Women who climb ice are devoted to a game where mind and body work in concert with the ice. Digging in front points and picks to get up close and vertical every chance they get, these ice-loving women are a rare breed, but they’re out there, in greater number than ever before. Meet four female climbers who choose to conquer the frozen surfaces of the Northeast, and keep coming back for more.
The 9-millimeter purple rope is already cold against my fingers as I weave it through my harness and tie a figure-eight knot. Now threaded to my two climbing partners, Pete and Michelle, I share an equal stake in getting to the top of the ice before me. I watch them, both experienced climbers, sort the gear while I stack the 60-meter rope beside me. It’s my first ice climb, and the slight nausea I feel has nothing to do with the uphill slog through waist-deep snow it took to get here. No. My stomach is a powder keg of nervous excitement because I am thinking about the ice axes: Will I be able to swing and sink their intimidating, serrated picks into the frozen bulges above me?
Willey’s Slide, in New Hampshire’s Crawford Notch, is a grade two climb (five is the most difficult), a low-angled ice flow several hundred feet high mixed with pockets of snow and bordered by forest. It is an ideal place for beginner ice climbers like me to learn; the ice is usually stable, the grade is mild, and the trees to our left offer a quick exit route in case something should happen. But I’m not thinking about that, yet. As Pete readies to lead the first pitch and I feed his end of the rope through my harness and put him on belay—to arrest any fall he might take—I’m thinking about why I decided to do this. What possessed me to put on three layers of clothes and strap sharp spikes to plastic mountaineering boots so that I could become more intimate with…ice?
FIRST ENCOUNTERS
“It was just so cool.” That’s how Bostonian Brooke Schuemann describes her two-pitch ascent of Frankenstein Cliffs, in Crawford Notch, last winter. (Each pitch is about a rope length long, and some routes will have several pitches in a single climb.) She was one of four women who, with 18 men, took AMC Boston Chapter’s annual ice climbing program, a multi-weekend course for beginners. In the same breath, she’ll also tell you that she got scared, but just a little and especially when a crack would form in the ice around the pick of a climber above her. Imagining a plate of ice breaking free and falling on her caused a moment’s pause, but she quickly told herself that “other people do this kind of thing and they’re OK,” and that she just needed to use “some common sense.”
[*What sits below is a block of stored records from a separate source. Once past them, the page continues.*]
use sea_orm::entity::prelude::*;
use serde::{Deserialize, Serialize};

use super::{check_rating, default_now};

#[derive(Clone, Debug, PartialEq, Eq, DeriveEntityModel, Serialize, Deserialize)]
#[sea_orm(table_name = "mood_entries")]
pub struct Model {
    #[sea_orm(primary_key)]
    pub id: i32,
    pub user_id: i32,
    pub mood_rating: i32,
    pub energy_level: i32,
    #[sea_orm(column_type = "Text", nullable)]
    pub notes: Option<String>,
    pub entry_date: DateTimeUtc,
    pub created_at: DateTimeUtc,
}

#[derive(Copy, Clone, Debug, EnumIter, DeriveRelation)]
pub enum Relation {
    #[sea_orm(
        belongs_to = "super::users::Entity",
        from = "Column::UserId",
        to = "super::users::Column::Id"
    )]
    User,
}

impl Related<super::users::Entity> for Entity {
    fn to() -> RelationDef {
        Relation::User.def()
    }
}

#[async_trait::async_trait]
impl ActiveModelBehavior for ActiveModel {
    async fn before_save<C>(mut self, _db: &C, insert: bool) -> Result<Self, DbErr>
    where
        C: ConnectionTrait,
    {
        check_rating("mood_rating", &self.mood_rating)?;
        check_rating("energy_level", &self.energy_level)?;
        if insert {
            default_now(&mut self.created_at);
        }
        Ok(self)
    }
}
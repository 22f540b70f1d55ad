use sea_orm::entity::prelude::*;
use sea_orm::ActiveValue::{NotSet, Set};
use serde::{Deserialize, Serialize};

use super::{default_now, DEFAULT_PRIORITY, DEFAULT_STATUS};

#[derive(Clone, Debug, PartialEq, DeriveEntityModel, Serialize, Deserialize)]
#[sea_orm(table_name = "tasks")]
pub struct Model {
    #[sea_orm(primary_key)]
    pub id: i32,
    pub project_id: i32,
    pub title: String,
    #[sea_orm(column_type = "Text", nullable)]
    pub description: Option<String>,
    pub status: String,
    pub priority: String,
    #[sea_orm(column_type = "Double", nullable)]
    pub estimated_hours: Option<f64>,
    #[sea_orm(column_type = "Double", nullable)]
    pub actual_hours: Option<f64>,
    pub created_at: DateTimeUtc,
    #[sea_orm(nullable)]
    pub due_date: Option<DateTimeUtc>,
    #[sea_orm(nullable)]
    pub completed_at: Option<DateTimeUtc>,
}

#[derive(Copy, Clone, Debug, EnumIter, DeriveRelation)]
pub enum Relation {
    #[sea_orm(
        belongs_to = "super::projects::Entity",
        from = "Column::ProjectId",
        to = "super::projects::Column::Id"
    )]
    Project,
}

impl Related<super::projects::Entity> for Entity {
    fn to() -> RelationDef {
        Relation::Project.def()
    }
}

#[async_trait::async_trait]
impl ActiveModelBehavior for ActiveModel {
    async fn before_save<C>(mut self, _db: &C, insert: bool) -> Result<Self, DbErr>
    where
        C: ConnectionTrait,
    {
        if insert {
            default_now(&mut self.created_at);
            if let NotSet = self.status {
                self.status = Set(DEFAULT_STATUS.to_string());
            }
            if let NotSet = self.priority {
                self.priority = Set(DEFAULT_PRIORITY.to_string());
            }
            if let NotSet = self.actual_hours {
                self.actual_hours = Set(Some(0.0));
            }
        }
        Ok(self)
    }
}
Schuemann’s ice attraction began three years ago when she found a housemate’s copy of AMC Outdoors and a listing for the Boston Chapter’s climbing program. Already intrigued by the sport and exotic climbing areas in foreign locales, she shifted her attention to local ice after a little research. “It seemed like New England was one of the better places in the world to ice climb,” Schuemann says. “All this fun practically at our doorstep. Yeehaw!”